Il ricco mercato dell' e-waste


Ne siamo testimoni ogni giorno: a casa, sul tram, in metro, in ufficio, ovunque... Tutti hanno un telefonino, uno smartphone, un tablet... L'oro e l'argento (e minerali delle terre rare) dei nostri rifiuti elettronici ha un valore di miliardi di dollari e probabilmente ci deve essere un sistema migliore che buttarli dalla finestra.

Grazie ad una crescente ossessione per i nuovi gadget, i rifiuti di apparecchiature elettriche ed elettroniche è la categoria di rifiuti che sta crescendo più velocemente nel mondo. Ma quello che può sembrare un problema, é anche un'opportunità: se si sfrutta  efficacemente il materiale di vecchi telefoni e tablets, si può ottenere un nuovo miliardo di dollari per l'industria.

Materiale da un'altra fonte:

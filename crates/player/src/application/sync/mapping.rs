//! Conversions between domain values and table rows.

use partysheet_domain::{
    Character, InventoryItem, ItemId, PlayerId, SessionId, SharedScore, SHARED_SCORE_ROW_ID,
};
use partysheet_shared::{
    AdversityRow, AimgRow, InventoryRow, RemoteRow, ScoreRow, StatRow, StatusRow,
};

use super::{Effect, FieldWrite, WriteCommand};

/// Row for a field write, stamped with this client's session.
pub fn row_for(player: &PlayerId, write: FieldWrite, session: SessionId) -> RemoteRow {
    let session_id = Some(session.to_uuid());
    let player = player.to_string();
    match write {
        FieldWrite::Adversity(adversity) => RemoteRow::Adversity(AdversityRow {
            player,
            adversity: i64::from(adversity),
            session_id,
        }),
        FieldWrite::Status(status) => RemoteRow::Status(StatusRow {
            player,
            status,
            session_id,
        }),
        FieldWrite::Stat(stat, die) => RemoteRow::Stat(StatRow {
            player,
            stat: stat.as_str().to_string(),
            die: die.as_str().to_string(),
            session_id,
        }),
        FieldWrite::InventoryItem(item) => RemoteRow::Inventory(InventoryRow {
            id: item.id.to_uuid(),
            player,
            name: item.name,
            description: item.description,
            order: item.order,
            session_id,
        }),
        FieldWrite::SecondaryDial(value) => RemoteRow::Aimg(AimgRow {
            player,
            value: i64::from(value),
            session_id,
        }),
        FieldWrite::Score(score) => score_row(score, session),
    }
}

/// The shared-score row. It belongs to no player.
pub fn score_row(score: SharedScore, session: SessionId) -> RemoteRow {
    RemoteRow::Score(ScoreRow {
        id: SHARED_SCORE_ROW_ID,
        score: i64::from(score.value()),
        session_id: Some(session.to_uuid()),
    })
}

/// The write an immediate effect turns into. Debounced status returns `None`.
pub fn command_for(player: &PlayerId, effect: Effect, session: SessionId) -> Option<WriteCommand> {
    match effect {
        Effect::Upsert(write) => Some(WriteCommand::Upsert(row_for(player, write, session))),
        Effect::DeleteInventory(id) => Some(WriteCommand::DeleteInventory(id.to_uuid())),
        Effect::DebounceStatus(_) => None,
    }
}

pub fn item_from_row(row: InventoryRow) -> InventoryItem {
    InventoryItem {
        id: ItemId::from_uuid(row.id),
        name: row.name,
        description: row.description,
        order: row.order,
    }
}

/// Every field of `character` as rows, as another client would read them.
pub fn rows_for_character(character: &Character, session: SessionId) -> Vec<RemoteRow> {
    let id = &character.id;
    let mut rows = vec![
        row_for(id, FieldWrite::Adversity(character.adversity_tokens), session),
        row_for(id, FieldWrite::Status(character.status.clone()), session),
        row_for(id, FieldWrite::SecondaryDial(character.secondary_dial), session),
    ];
    rows.extend(
        character
            .stats
            .iter()
            .map(|(stat, die)| row_for(id, FieldWrite::Stat(*stat, *die), session)),
    );
    rows.extend(
        character
            .inventory
            .iter()
            .map(|item| row_for(id, FieldWrite::InventoryItem(item.clone()), session)),
    );
    rows
}

#[cfg(test)]
mod tests {
    use super::*;
    use partysheet_domain::{Die, Stat};

    #[test]
    fn rows_carry_session_and_natural_key() {
        let session = SessionId::new();
        let player = PlayerId::from("grant");

        let row = row_for(&player, FieldWrite::Stat(Stat::Fight, Die::D10), session);
        assert_eq!(row.session_id(), Some(session.to_uuid()));
        assert_eq!(row.natural_key(), vec!["grant".to_string(), "fight".to_string()]);

        let score = score_row(SharedScore::default(), session);
        assert_eq!(score.natural_key(), vec!["1".to_string()]);
    }

    #[test]
    fn debounced_status_has_no_immediate_command() {
        let player = PlayerId::from("grant");
        assert_eq!(
            command_for(&player, Effect::DebounceStatus("x".into()), SessionId::new()),
            None
        );
    }

    #[test]
    fn inventory_row_maps_back_to_item() {
        let item = InventoryItem {
            id: ItemId::new(),
            name: "Rope".into(),
            description: "50ft".into(),
            order: "a0".into(),
        };
        let row = row_for(
            &PlayerId::from("claire"),
            FieldWrite::InventoryItem(item.clone()),
            SessionId::new(),
        );
        let RemoteRow::Inventory(row) = row else {
            panic!("expected inventory row");
        };
        assert_eq!(item_from_row(row), item);
    }
}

Una tonnellata di vecchie schede di circuito può contenere fino a 800 volte di più di una tonnellata d'oro e di minerali dagli smartphone inutilizzati, fatto nel modo giusto (cioè, non buttati in discariche non regolamentate) possono evitare i costi ambientali e sociali di una vera miniera in un luogo come la Repubblica Democratica del Congo.

Al mondo si gettano via tra i 30 e i 50 milioni di tonnellate di rifiuti elettronici l'anno, e la quantità è in crescita tra il 3% e il 5% annuo.

Un nuovo studio ha trovato che solo in Europa, i materiali delle maggiori categorie di tutti i rifiuti elettronici dai cellulari e laptop a pannelli solari, raggiungono ora fino a oltre 2 miliardi di euro di potenziale fatturato. In cinque anni, perché si butteranno molti più  rifiuti elettronici, il valore potenziale potrebbe essere di 3,670 miliardi di euro.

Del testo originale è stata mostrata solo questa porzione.